Among the lines of the records, find all that carry the word "message" and copy them.

----

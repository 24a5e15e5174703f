// src/handlers/settings.rs

use axum::{extract::State, http::StatusCode, response::IntoResponse, Json};

use crate::{
    common::{error::AppError, response::ApiResponse},
    config::AppState,
    models::settings::Settings,
};

// GET /api/settings
#[utoipa::path(
    get,
    path = "/api/settings",
    tag = "Settings",
    responses(
        (status = 200, description = "Dados da empresa", body = ApiResponse<Settings>),
        (status = 401, description = "Não autorizado")
    ),
    security(("api_jwt" = []))
)]
pub async fn get_settings(
    State(app_state): State<AppState>,
) -> Result<impl IntoResponse, AppError> {
    let settings = app_state.repos.settings.get_settings().await?;
    Ok((StatusCode::OK, Json(ApiResponse::ok(settings))))
}

// PUT /api/settings
#[utoipa::path(
    put,
    path = "/api/settings",
    tag = "Settings",
    request_body = Settings,
    responses(
        (status = 200, description = "Configurações salvas", body = ApiResponse<Settings>),
        (status = 401, description = "Não autorizado")
    ),
    security(("api_jwt" = []))
)]
pub async fn update_settings(
    State(app_state): State<AppState>,
    Json(payload): Json<Settings>,
) -> Result<impl IntoResponse, AppError> {
    let updated = app_state.repos.settings.save_settings(&payload).await?;
    Ok((StatusCode::OK, Json(ApiResponse::ok(updated))))
}
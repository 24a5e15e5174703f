// src/common/response.rs

use serde::Serialize;
use utoipa::ToSchema;

/// Envelope uniforme de resposta: `{ success, data, error }`.
#[derive(Debug, Serialize, ToSchema)]
pub struct ApiResponse<T> {
    pub success: bool,
    pub data: Option<T>,
    pub error: Option<String>,
}

impl<T> ApiResponse<T> {
    pub fn ok(data: T) -> Self {
        Self {
            success: true,
            data: Some(data),
            error: None,
        }
    }

    pub fn failure(message: impl Into<String>) -> Self {
        Self {
            success: false,
            data: None,
            error: Some(message.into()),
        }
    }
}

----

- **Written response**
    pub fn failure(message: impl Into<String>) -> Self {
            error: Some(message.into()),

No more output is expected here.